Il suffit tout simplement de réciter des sutra spéciaux, comme celui-ci : « Ka-ta-shi-ha-ta, e-ka-se-ni-ku-ri-ni, ta-me-ru-sa-ke, te-e-hi, a-shi-e-hi, wa-re-shi-ko-ni-ke-ri ». Il s’agit en réalité de phrases qui contiennent l’expression « Je suis un ivrogne » ! un aveu semblant protéger de la mort… les yokaï n’aimant pas le goût de la viande alcoolisée. Peut-être aussi prennent-il pitié pour ces êtres en souffrance finalement pas si éloignés d’eux.

Extrait du Hyakki Yagyô-zu, réalisé par Tosa Mitsunobu. Source : commons.wikimedia.org

Il existe également un moyen de savoir quand la parade de yôkai a généralement lieu, ce qui permet aux habitants de faire plus attention qu’à l’accoutumée. Les nuits pendant lesquelles les yôkai sortent dans les villes ont un rapport étroit avec les signes du zodiaque chinois qui ont largement influencé le Japon.

Ainsi, pour les mois de janvier/février, il s’agit du jour du rat; pour mars/avril du jour du cheval; pour mai/juin du jour du serpent; pour juillet/août du jour du chien; pour septembre/octobre du jour du mouton et pour novembre/décembre du jour du dragon. Des dates nécessairement calquées sur le calendrier lunaire et donc la présence plus ou moins visible de la lune dans le ciel. Voilà qui fait sens, pour des apparitions étranges nocturnes…

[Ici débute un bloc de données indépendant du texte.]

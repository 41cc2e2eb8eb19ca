use std::fmt;
use crate::core::error::{Error, Result};
use crate::core::types::{PrimaryKeys, Value};
use crate::dialect::SqlDialect;
use crate::query::where_clause::WhereGroup;
use crate::schema::TableDefinition;

/// A named, already-converted statement parameter
#[derive(Debug, Clone, PartialEq)]
pub struct SqlParam {
    /// Name without the dialect sigil, e.g. `p0`
    pub name: String,
    pub value: Value,
}

/// Statement text plus its parameters, ready for a connector
#[derive(Debug, Clone, Default, PartialEq)]
pub struct Sql {
    pub text: String,
    pub params: Vec<SqlParam>,
}

impl Sql {
    pub fn new() -> Self {
        Self::default()
    }

    pub fn push(&mut self, text: &str) {
        self.text.push_str(text);
    }

    /// Add a parameter and return the marker to splice into the text
    pub fn bind(&mut self, dialect: &dyn SqlDialect, value: Value) -> String {
        let name = format!("p{}", self.params.len());
        let marker = dialect.parameter_marker(&name);
        self.params.push(SqlParam { name, value });
        marker
    }
}

impl fmt::Display for Sql {
    fn fmt(&self, f: &mut fmt::Formatter) -> fmt::Result {
        f.write_str(&self.text)
    }
}

#[derive(Debug, Clone, Copy, PartialEq, Eq)]
pub enum Projection {
    /// Every column in table order
    All,
    /// Primary-key columns only
    Keys,
    /// `COUNT(*)`
    Count,
}

/// SELECT over one table
#[derive(Debug, Clone)]
pub struct SelectQuery<'a> {
    table: &'a TableDefinition,
    projection: Projection,
    filter: Option<&'a WhereGroup>,
    order: Vec<(usize, bool)>,
    limit: Option<u64>,
    offset: Option<u64>,
}

impl<'a> SelectQuery<'a> {
    pub fn new(table: &'a TableDefinition, projection: Projection) -> Self {
        SelectQuery {
            table,
            projection,
            filter: None,
            order: Vec::new(),
            limit: None,
            offset: None,
        }
    }

    pub fn filter(mut self, filter: &'a WhereGroup) -> Self {
        self.filter = Some(filter);
        self
    }

    pub fn order(mut self, order: Vec<(usize, bool)>) -> Self {
        self.order = order;
        self
    }

    pub fn limit(mut self, limit: Option<u64>) -> Self {
        self.limit = limit;
        self
    }

    pub fn offset(mut self, offset: Option<u64>) -> Self {
        self.offset = offset;
        self
    }

    pub fn build(&self, dialect: &dyn SqlDialect) -> Result<Sql> {
        let table = self.table;
        let mut sql = Sql::new();
        let columns = match self.projection {
            Projection::Count => "COUNT(*)".to_string(),
            Projection::All => column_list(dialect, table, 0..table.columns.len()),
            Projection::Keys => {
                if !table.has_primary_key() {
                    return Err(Error::invalid_argument(format!(
                        "table '{}' has no primary key to select",
                        table.name
                    )));
                }
                column_list(dialect, table, table.primary_keys.iter().copied())
            }
        };
        sql.push(&format!("SELECT {} FROM {}", columns, dialect.quote_identifier(&table.name)));

        if let Some(filter) = self.filter.filter(|f| !f.is_empty()) {
            sql.push(" WHERE ");
            filter.render(table, dialect, &mut sql)?;
        }

        if !self.order.is_empty() && self.projection != Projection::Count {
            let terms: Vec<String> = self
                .order
                .iter()
                .map(|&(column, descending)| {
                    let name = dialect.quote_identifier(&table.columns[column].name);
                    if descending { format!("{} DESC", name) } else { name }
                })
                .collect();
            sql.push(&format!(" ORDER BY {}", terms.join(", ")));
        }

        if self.projection != Projection::Count {
            if let Some(clause) = dialect.limit_offset(self.limit, self.offset) {
                sql.push(" ");
                sql.push(&clause);
            }
        }
        Ok(sql)
    }
}

fn column_list(dialect: &dyn SqlDialect, table: &TableDefinition, columns: impl Iterator<Item = usize>) -> String {
    columns
        .map(|i| dialect.quote_identifier(&table.columns[i].name))
        .collect::<Vec<_>>()
        .join(", ")
}

/// Rows of `table` whose primary keys are in `keys`
pub fn select_by_keys(dialect: &dyn SqlDialect, table: &TableDefinition, keys: &[PrimaryKeys]) -> Result<Sql> {
    let filter = WhereGroup::for_keys(table, keys);
    SelectQuery::new(table, Projection::All).filter(&filter).build(dialect)
}

/// INSERT of a full row. A null auto-increment column is left out so the backend assigns it.
pub fn insert_sql(dialect: &dyn SqlDialect, table: &TableDefinition, values: &[Value]) -> Result<Sql> {
    let mut sql = Sql::new();
    let mut names = Vec::new();
    let mut markers = Vec::new();
    for (column, value) in table.columns.iter().zip(values) {
        if column.auto_increment && value.is_null() {
            continue;
        }
        names.push(dialect.quote_identifier(&column.name));
        markers.push(sql.bind(dialect, dialect.write_value(column, value)?));
    }
    let table_name = dialect.quote_identifier(&table.name);
    if names.is_empty() {
        sql.push(&format!("INSERT INTO {} DEFAULT VALUES", table_name));
    } else {
        sql.push(&format!(
            "INSERT INTO {} ({}) VALUES ({})",
            table_name,
            names.join(", "),
            markers.join(", ")
        ));
    }
    Ok(sql)
}

/// UPDATE of the given `(column, value)` pairs on the row identified by `keys`
pub fn update_sql(
    dialect: &dyn SqlDialect,
    table: &TableDefinition,
    keys: &PrimaryKeys,
    changes: &[(usize, Value)],
) -> Result<Sql> {
    if changes.is_empty() {
        return Err(Error::invalid_argument(format!(
            "update of '{}' {} has no changed columns",
            table.name, keys
        )));
    }
    let mut sql = Sql::new();
    let mut assignments = Vec::with_capacity(changes.len());
    for (index, value) in changes {
        let column = &table.columns[*index];
        let marker = sql.bind(dialect, dialect.write_value(column, value)?);
        assignments.push(format!("{} = {}", dialect.quote_identifier(&column.name), marker));
    }
    sql.push(&format!(
        "UPDATE {} SET {} WHERE ",
        dialect.quote_identifier(&table.name),
        assignments.join(", ")
    ));
    key_filter(table, keys)?.render(table, dialect, &mut sql)?;
    Ok(sql)
}

pub fn delete_sql(dialect: &dyn SqlDialect, table: &TableDefinition, keys: &PrimaryKeys) -> Result<Sql> {
    let mut sql = Sql::new();
    sql.push(&format!("DELETE FROM {} WHERE ", dialect.quote_identifier(&table.name)));
    key_filter(table, keys)?.render(table, dialect, &mut sql)?;
    Ok(sql)
}

fn key_filter(table: &TableDefinition, keys: &PrimaryKeys) -> Result<WhereGroup> {
    if !table.has_primary_key() || keys.len() != table.primary_keys.len() || keys.has_null() {
        return Err(Error::invalid_argument(format!(
            "keys {} do not identify a row of '{}'",
            keys, table.name
        )));
    }
    Ok(WhereGroup::for_keys(table, std::slice::from_ref(keys)))
}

Les emaki sur le thème de la parade

Les emaki sont des rouleaux illustrés narratifs, appelés enluminures en français. Ces rouleaux peint à la main sur plusieurs mètres étaient très populaires dans l’antiquité et permettaient de raconter des histoires longues et détaillées avant l’apparition des livres. Ils diffèrent aussi des Ukiyo-e qui viendront plus tard dans l’histoire. Parmi les thèmes les plus souvent illustrés, on retrouve celui de la parade des yôkai. Ces rouleaux étaient alors connus sous le nom de Hyakki Yakô Emaki 百鬼夜行絵巻. Pièces de musée, ils sont aujourd’hui excessivement rares et précieux.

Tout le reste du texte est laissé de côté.